Required work
All of the records should be restated word for word.

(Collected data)
------------------------------

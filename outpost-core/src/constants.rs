use std::sync::LazyLock;

use crate::protocol::ClientSdkInfo;

/// The version of the library.
pub const VERSION: &str = env!("CARGO_PKG_VERSION");

/// The name the SDK reports itself under.
pub const SDK_NAME: &str = "outpost.rust";

pub(crate) static USER_AGENT: LazyLock<String> =
    LazyLock::new(|| format!("{SDK_NAME}/{VERSION}"));

pub(crate) static SDK_INFO: LazyLock<ClientSdkInfo> = LazyLock::new(|| ClientSdkInfo {
    name: SDK_NAME.into(),
    version: VERSION.into(),
    integrations: Vec::new(),
});
impl Stack {
    pub fn from_client_and_scope(client: Option<Arc<Client>>, scope: Arc<Scope>) -> Stack {
        Stack {
            top: StackLayer { client, scope },
            layers: vec![],
        }
    }

    pub fn push(&mut self) {
        let layer = self.top.clone();
        self.layers.push(layer);
    }

    /// Pops the top layer, returning `false` if only the base layer is left.
    pub fn pop(&mut self) -> bool {
        match self.layers.pop() {
            Some(layer) => {
                self.top = layer;
                true
            }
            None => false,
        }
    }

    #[inline(always)]
    pub fn top(&self) -> &StackLayer {
        &self.top
    }

    #[inline(always)]
    pub fn top_mut(&mut self) -> &mut StackLayer {
        &mut self.top
    }

    pub fn depth(&self) -> usize {
        self.layers.len()
    }
}

/// A scope guard.
///
/// This is returned from [`Hub::push_scope`] and will automatically pop the
/// scope on drop, including when the stack unwinds.
///
/// [`Hub::push_scope`]: crate::Hub::push_scope
#[derive(Default)]
pub struct ScopeGuard(pub(crate) Option<(Arc<RwLock<Stack>>, usize)>);

impl fmt::Debug for ScopeGuard {
    fn fmt(&self, f: &mut fmt::Formatter<'_>) -> fmt::Result {
        write!(f, "ScopeGuard")
    }
}

impl Drop for ScopeGuard {
    fn drop(&mut self) {
        if let Some((stack, depth)) = self.0.take() {
            let mut stack = stack.write().unwrap_or_else(PoisonError::into_inner);
            // a guard only pops the layer it pushed
            if stack.depth() == depth {
                stack.pop();
            } else {
                outpost_debug!(
                    "[Scope] Scope guard dropped out of order (depth {} != {})",
                    stack.depth(),
                    depth
                );
            }
        }
    }
}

------------------------------

Solution for this problem
filename outpost-core/src/constants.rs
use std::sync::LazyLock;

use crate::protocol::ClientSdkInfo;

/// The version of the library.
pub const VERSION: &str = env!("CARGO_PKG_VERSION");

/// The name the SDK reports itself under.
pub const SDK_NAME: &str = "outpost.rust";

pub(crate) static USER_AGENT: LazyLock<String> =
    LazyLock::new(|| format!("{SDK_NAME}/{VERSION}"));

pub(crate) static SDK_INFO: LazyLock<ClientSdkInfo> = LazyLock::new(|| ClientSdkInfo {
    name: SDK_NAME.into(),
    version: VERSION.into(),
    integrations: Vec::new(),
});
impl Stack {
    pub fn from_client_and_scope(client: Option<Arc<Client>>, scope: Arc<Scope>) -> Stack {
        Stack {
            top: StackLayer { client, scope },
            layers: vec![],
        }
    }

    pub fn push(&mut self) {
        let layer = self.top.clone();
        self.layers.push(layer);
    }

    /// Pops the top layer, returning `false` if only the base layer is left.
    pub fn pop(&mut self) -> bool {
        match self.layers.pop() {
            Some(layer) => {
                self.top = layer;
                true
            }
            None => false,
        }
    }

    #[inline(always)]
    pub fn top(&self) -> &StackLayer {
        &self.top
    }

    #[inline(always)]
    pub fn top_mut(&mut self) -> &mut StackLayer {
        &mut self.top
    }

    pub fn depth(&self) -> usize {
        self.layers.len()
    }
}

/// A scope guard.
///
/// This is returned from [`Hub::push_scope`] and will automatically pop the
/// scope on drop, including when the stack unwinds.
///
/// [`Hub::push_scope`]: crate::Hub::push_scope
#[derive(Default)]
pub struct ScopeGuard(pub(crate) Option<(Arc<RwLock<Stack>>, usize)>);

impl fmt::Debug for ScopeGuard {
    fn fmt(&self, f: &mut fmt::Formatter<'_>) -> fmt::Result {
        write!(f, "ScopeGuard")
    }
}

impl Drop for ScopeGuard {
    fn drop(&mut self) {
        if let Some((stack, depth)) = self.0.take() {
            let mut stack = stack.write().unwrap_or_else(PoisonError::into_inner);
            // a guard only pops the layer it pushed
            if stack.depth() == depth {
                stack.pop();
            } else {
                outpost_debug!(
                    "[Scope] Scope guard dropped out of order (depth {} != {})",
                    stack.depth(),
                    depth
                );
            }
        }
    }
}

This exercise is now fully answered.